[Stored data]
──────────

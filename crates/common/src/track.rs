use glam::Vec3;
use serde::{Deserialize, Serialize};
use std::fmt;

/// Local axis of an exit anchor along which the track continues.
///
/// Obstruction probes are cast along this axis, and block kits are authored
/// so that their exits face it.
pub const PROBE_AXIS: Vec3 = Vec3::NEG_X;

/// Collision layer bits.
pub mod layers {
    pub const FLOOR: u32 = 1;
    pub const COIN: u32 = 1 << 1;
    pub const OBSTACLE: u32 = 1 << 2;
    pub const ALL: u32 = FLOOR | COIN | OBSTACLE;
}

/// One of the three waypoint lanes a block exposes.
#[derive(Debug, Clone, Copy, PartialEq, Eq, Hash, PartialOrd, Ord, Serialize, Deserialize)]
pub enum Lane {
    Left,
    Center,
    Right,
}

impl Lane {
    pub const ALL: [Lane; 3] = [Lane::Left, Lane::Center, Lane::Right];

    pub fn as_str(self) -> &'static str {
        match self {
            Lane::Left => "Left",
            Lane::Center => "Center",
            Lane::Right => "Right",
        }
    }

    /// Name of the waypoint group for this lane on the given side of a block,
    /// e.g. `CenterIn` or `LeftOutR`.
    pub fn group_name(self, suffix: ExitSuffix) -> String {
        format!("{}{}", self.as_str(), suffix.as_str())
    }
}

impl fmt::Display for Lane {
    fn fmt(&self, f: &mut fmt::Formatter<'_>) -> fmt::Result {
        f.write_str(self.as_str())
    }
}

/// Anchor and path-group suffix of a block.
///
/// `In` names the entry anchor and the waypoints leading up to a block's
/// decision point; the `Out*` variants name exit anchors and the waypoints
/// leading out through them.
#[derive(Debug, Clone, Copy, PartialEq, Eq, Hash, PartialOrd, Ord, Serialize, Deserialize)]
pub enum ExitSuffix {
    In,
    Out,
    OutL,
    OutR,
}

impl ExitSuffix {
    pub fn as_str(self) -> &'static str {
        match self {
            ExitSuffix::In => "In",
            ExitSuffix::Out => "Out",
            ExitSuffix::OutL => "OutL",
            ExitSuffix::OutR => "OutR",
        }
    }

    pub fn parse(name: &str) -> Option<Self> {
        match name {
            "In" => Some(ExitSuffix::In),
            "Out" => Some(ExitSuffix::Out),
            "OutL" => Some(ExitSuffix::OutL),
            "OutR" => Some(ExitSuffix::OutR),
            _ => None,
        }
    }

    /// Exits a block with `outs` declared branches must carry, in probe order.
    pub fn exits_for(outs: u32) -> &'static [ExitSuffix] {
        if outs >= 2 {
            &[ExitSuffix::OutR, ExitSuffix::OutL]
        } else {
            &[ExitSuffix::Out]
        }
    }
}

impl fmt::Display for ExitSuffix {
    fn fmt(&self, f: &mut fmt::Formatter<'_>) -> fmt::Result {
        f.write_str(self.as_str())
    }
}

/// Turn choice the character has made at the fork ahead.
#[derive(Debug, Clone, Copy, PartialEq, Eq, Default, Serialize, Deserialize)]
pub enum TurnDecision {
    #[default]
    Undecided,
    LeftChosen,
    RightChosen,
}

impl TurnDecision {
    /// Exit a fork leaves through for this decision.
    pub fn fork_exit(self) -> Option<ExitSuffix> {
        match self {
            TurnDecision::Undecided => None,
            TurnDecision::LeftChosen => Some(ExitSuffix::OutL),
            TurnDecision::RightChosen => Some(ExitSuffix::OutR),
        }
    }
}

#[cfg(test)]
mod tests {
    use super::*;

    #[test]
    fn group_names_concatenate_lane_and_suffix() {
        assert_eq!(Lane::Center.group_name(ExitSuffix::In), "CenterIn");
        assert_eq!(Lane::Left.group_name(ExitSuffix::OutR), "LeftOutR");
    }

    #[test]
    fn fork_probes_right_before_left() {
        assert_eq!(ExitSuffix::exits_for(0), &[ExitSuffix::Out]);
        assert_eq!(ExitSuffix::exits_for(1), &[ExitSuffix::Out]);
        assert_eq!(
            ExitSuffix::exits_for(2),
            &[ExitSuffix::OutR, ExitSuffix::OutL]
        );
    }

    #[test]
    fn suffix_parse_matches_as_str() {
        for s in [
            ExitSuffix::In,
            ExitSuffix::Out,
            ExitSuffix::OutL,
            ExitSuffix::OutR,
        ] {
            assert_eq!(ExitSuffix::parse(s.as_str()), Some(s));
        }
        assert_eq!(ExitSuffix::parse("Sideways"), None);
    }

    #[test]
    fn undecided_has_no_exit() {
        assert_eq!(TurnDecision::default(), TurnDecision::Undecided);
        assert_eq!(TurnDecision::Undecided.fork_exit(), None);
        assert_eq!(TurnDecision::LeftChosen.fork_exit(), Some(ExitSuffix::OutL));
    }
}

──────────

*Your goal*
The records above are to be transcribed exactly, with nothing left out.

*Reply to the task*
filename crates/common/src/track.rs
use glam::Vec3;
use serde::{Deserialize, Serialize};
use std::fmt;

/// Local axis of an exit anchor along which the track continues.
///
/// Obstruction probes are cast along this axis, and block kits are authored
/// so that their exits face it.
pub const PROBE_AXIS: Vec3 = Vec3::NEG_X;

/// Collision layer bits.
pub mod layers {
    pub const FLOOR: u32 = 1;
    pub const COIN: u32 = 1 << 1;
    pub const OBSTACLE: u32 = 1 << 2;
    pub const ALL: u32 = FLOOR | COIN | OBSTACLE;
}

/// One of the three waypoint lanes a block exposes.
#[derive(Debug, Clone, Copy, PartialEq, Eq, Hash, PartialOrd, Ord, Serialize, Deserialize)]
pub enum Lane {
    Left,
    Center,
    Right,
}

impl Lane {
    pub const ALL: [Lane; 3] = [Lane::Left, Lane::Center, Lane::Right];

    pub fn as_str(self) -> &'static str {
        match self {
            Lane::Left => "Left",
            Lane::Center => "Center",
            Lane::Right => "Right",
        }
    }

    /// Name of the waypoint group for this lane on the given side of a block,
    /// e.g. `CenterIn` or `LeftOutR`.
    pub fn group_name(self, suffix: ExitSuffix) -> String {
        format!("{}{}", self.as_str(), suffix.as_str())
    }
}

impl fmt::Display for Lane {
    fn fmt(&self, f: &mut fmt::Formatter<'_>) -> fmt::Result {
        f.write_str(self.as_str())
    }
}

/// Anchor and path-group suffix of a block.
///
/// `In` names the entry anchor and the waypoints leading up to a block's
/// decision point; the `Out*` variants name exit anchors and the waypoints
/// leading out through them.
#[derive(Debug, Clone, Copy, PartialEq, Eq, Hash, PartialOrd, Ord, Serialize, Deserialize)]
pub enum ExitSuffix {
    In,
    Out,
    OutL,
    OutR,
}

impl ExitSuffix {
    pub fn as_str(self) -> &'static str {
        match self {
            ExitSuffix::In => "In",
            ExitSuffix::Out => "Out",
            ExitSuffix::OutL => "OutL",
            ExitSuffix::OutR => "OutR",
        }
    }

    pub fn parse(name: &str) -> Option<Self> {
        match name {
            "In" => Some(ExitSuffix::In),
            "Out" => Some(ExitSuffix::Out),
            "OutL" => Some(ExitSuffix::OutL),
            "OutR" => Some(ExitSuffix::OutR),
            _ => None,
        }
    }

    /// Exits a block with `outs` declared branches must carry, in probe order.
    pub fn exits_for(outs: u32) -> &'static [ExitSuffix] {
        if outs >= 2 {
            &[ExitSuffix::OutR, ExitSuffix::OutL]
        } else {
            &[ExitSuffix::Out]
        }
    }
}

impl fmt::Display for ExitSuffix {
    fn fmt(&self, f: &mut fmt::Formatter<'_>) -> fmt::Result {
        f.write_str(self.as_str())
    }
}

/// Turn choice the character has made at the fork ahead.
#[derive(Debug, Clone, Copy, PartialEq, Eq, Default, Serialize, Deserialize)]
pub enum TurnDecision {
    #[default]
    Undecided,
    LeftChosen,
    RightChosen,
}

impl TurnDecision {
    /// Exit a fork leaves through for this decision.
    pub fn fork_exit(self) -> Option<ExitSuffix> {
        match self {
            TurnDecision::Undecided => None,
            TurnDecision::LeftChosen => Some(ExitSuffix::OutL),
            TurnDecision::RightChosen => Some(ExitSuffix::OutR),
        }
    }
}

#[cfg(test)]
mod tests {
    use super::*;

    #[test]
    fn group_names_concatenate_lane_and_suffix() {
        assert_eq!(Lane::Center.group_name(ExitSuffix::In), "CenterIn");
        assert_eq!(Lane::Left.group_name(ExitSuffix::OutR), "LeftOutR");
    }

    #[test]
    fn fork_probes_right_before_left() {
        assert_eq!(ExitSuffix::exits_for(0), &[ExitSuffix::Out]);
        assert_eq!(ExitSuffix::exits_for(1), &[ExitSuffix::Out]);
        assert_eq!(
            ExitSuffix::exits_for(2),
            &[ExitSuffix::OutR, ExitSuffix::OutL]
        );
    }

    #[test]
    fn suffix_parse_matches_as_str() {
        for s in [
            ExitSuffix::In,
            ExitSuffix::Out,
            ExitSuffix::OutL,
            ExitSuffix::OutR,
        ] {
            assert_eq!(ExitSuffix::parse(s.as_str()), Some(s));
        }
        assert_eq!(ExitSuffix::parse("Sideways"), None);
    }

    #[test]
    fn undecided_has_no_exit() {
        assert_eq!(TurnDecision::default(), TurnDecision::Undecided);
        assert_eq!(TurnDecision::Undecided.fork_exit(), None);
        assert_eq!(TurnDecision::LeftChosen.fork_exit(), Some(ExitSuffix::OutL));
    }
}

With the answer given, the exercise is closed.